In comparison, α2I revealed Ca2+ coordinates D254 and S155, but not S153 directly. Ca2+ coordination with D151, T221, and S153 (Figs 2D, S3) are water-mediated. An average of two residues and four water molecules coordinated the Ca2+ ion within the AU. In comparison with the Mg2+ structure the ions exhibit distinct differences. A 1.4 Å shift of Ca2+ from the Mg2+ position produces an average distance of 3.7 Å from S153, a distance insufficient to facilitate direct hydrogen bonding. Residue S153 was displaced an average of 0.7 Å away from the metal while the hydroxyl of S155 was positioned 0.4 Å further into the MIDAS pocket sterically obstructing Ca2+ access (Fig. 2E). The main chain position of loops βA-α1, βD-α5, and α3-α4 was analogous to the Mg2+-bound structure. Alignment of Ca2+-bound Chain A vs. Mg2+-bound α2I MIDAS residues produced a RMSD of 0.35 Å. Alignment of Ca2+-bound α1I and α2I MIDAS residues produced a RMSD of ~0.4 Å. Comparison of Ca2+ positions indicate the α2I ion is displaced ~1.0 Å further into solvent than the α1I Ca2+. Electrostatic surface potentials of α1I and α2I show a large electronegative patch dominates the MIDAS face. Significant differences in electrostatic topology were not apparent suggesting differential Ca2+ binding is not a product of divergent surface charge distribution (Fig. S5).

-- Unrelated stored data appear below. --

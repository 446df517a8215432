//! Typed views of the records and payloads exchanged with the control plane

pub mod connection;
pub mod deployment;
pub mod entity;
pub mod instance;
pub mod job;

pub use connection::{Connection, NewConnection, OrgType};
pub use deployment::{
    CheckinOptions, CheckinRequest, CheckoutRequest, DataDeployment, DeploymentRequest,
    DeploymentSource, EventControlOptions, ManageRequest, PlatformInstanceRef, QueryFilter,
    VersioningOptions,
};
pub use entity::EntityKind;
pub use instance::{ManagedInstance, ManagedInstances};
pub use job::{Job, JobOperation, JobStatus, Jobs};
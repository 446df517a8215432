//! JSON builders for control-plane payloads

use crate::mocks::MockResponse;
use serde_json::{Value, json};

/// A `GET /instances` entry without a connection
pub fn instance_json(org_id: &str, instance_id: &str) -> Value {
    json!({
        "platformInstanceId": org_id,
        "id": instance_id,
        "controlInstance": false,
    })
}

/// A `GET /instances` entry backed by a connection record
pub fn instance_with_connection(org_id: &str, instance_id: &str, connection_id: &str) -> Value {
    json!({
        "platformInstanceId": org_id,
        "id": instance_id,
        "controlInstance": false,
        "connectionId": connection_id,
        "instanceType": "Sandbox",
        "instanceUrl": format!("https://{}.example.com", org_id.to_lowercase()),
    })
}

/// The control org's own instance
pub fn control_instance(org_id: &str, instance_id: &str) -> Value {
    json!({
        "platformInstanceId": org_id,
        "id": instance_id,
        "controlInstance": true,
    })
}

/// An active connection record for an org
pub fn connection_record(org_id: &str, name: &str) -> Value {
    json!({
        "Name": name,
        "PDRI__Active__c": true,
        "PDRI__OrganizationId__c": org_id,
        "PDRI__Org_Type__c": "Sandbox",
        "PDRI__Access_Token__c": "stale-token",
    })
}

/// An active data set or plan record with a display name
pub fn named_record(name: &str) -> Value {
    json!({ "Name": name, "PDRI__Active__c": true })
}

pub fn job_pending(job_id: &str) -> Value {
    json!({ "id": job_id, "status": "IN_PROGRESS" })
}

/// A completed job whose `resultData` is `result` encoded as a string
pub fn job_completed(job_id: &str, result: &Value) -> Value {
    json!({
        "id": job_id,
        "status": "COMPLETED",
        "resultData": result.to_string(),
        "started": "2024-01-01T00:00:00.000Z",
        "finished": "2024-01-01T00:00:04.000Z",
    })
}

pub fn jobs_response(jobs: Vec<Value>) -> Value {
    json!({ "jobs": jobs })
}

/// Poll response reporting the job as still running
pub fn pending_poll(job_id: &str) -> MockResponse {
    MockResponse::Json(jobs_response(vec![job_pending(job_id)]))
}

/// String-encoded poll response reporting the job as completed
pub fn completed_poll(job_id: &str, result: &Value) -> MockResponse {
    MockResponse::Text(jobs_response(vec![job_completed(job_id, result)]).to_string())
}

Mechanism of differential Ca2+ binding

The α1I and α2I structures were analyzed for properties that could cause differential Ca2+ MIDAS binding. The largest structural distinctions between α1I and α2I occur at loops αC-α6, βA-α1, βB-βC, and α3-α4 (Fig. 3A). Significantly, loops α3-α4, βA-α1, and βB-βC comprises MIDAS residues or residues that maintain contact with MIDAS residues. Temperature factor (B-factor) analysis was used to investigate the potential of contrasting loop movement (Fig. 3B). B-factors are flexibility reporters measuring the degree of isotropic smearing of electron density, reflecting differences in structural dynamics51. Average B-factors had significant contributions from both main chain and side chain B-factors (Fig. S5). Overall, both I domains exhibit a fairly rigid structure with the largest degrees of motion limited to loop regions. Comparison of Ca2+-bound structures indicates the α3-α4 and βB-βC loops, and to a lesser extent the βA-α1 loop, forms a discrete pocket of motion in the α1I structure whereas the α2-I domain MIDAS face dynamics are comparatively more rigid. This observation predicts distinct patterns of thermal motion between I domains that would produce variant ΔS and ΔH terms upon Ca2+ binding.

Figure 3
figure 3

I domain loop regions adjacent to the MIDAS are more flexible in α1I than α2I. Top view of the MIDAS face of the Ca2+-bound α1I (dark green) and the α2I (cyan) indicates expansion of α1I MIDAS loops allow for better accommodation of larger Ca2+ ions (RMSD 1.21 Å) (A). Relative differences in residue-averaged B-factors suggest distinct regions of thermal motion in α1I; loops α3-α4, βA-α1, and βB-βC (boxed) (B). Molecular modeling suggests the R192-E152 salt bridge in α2I functionally limits MIDAS residue flexibility. (C) This salt bridge is not conserved in the α1I structure. (D) (See also Fig. S5).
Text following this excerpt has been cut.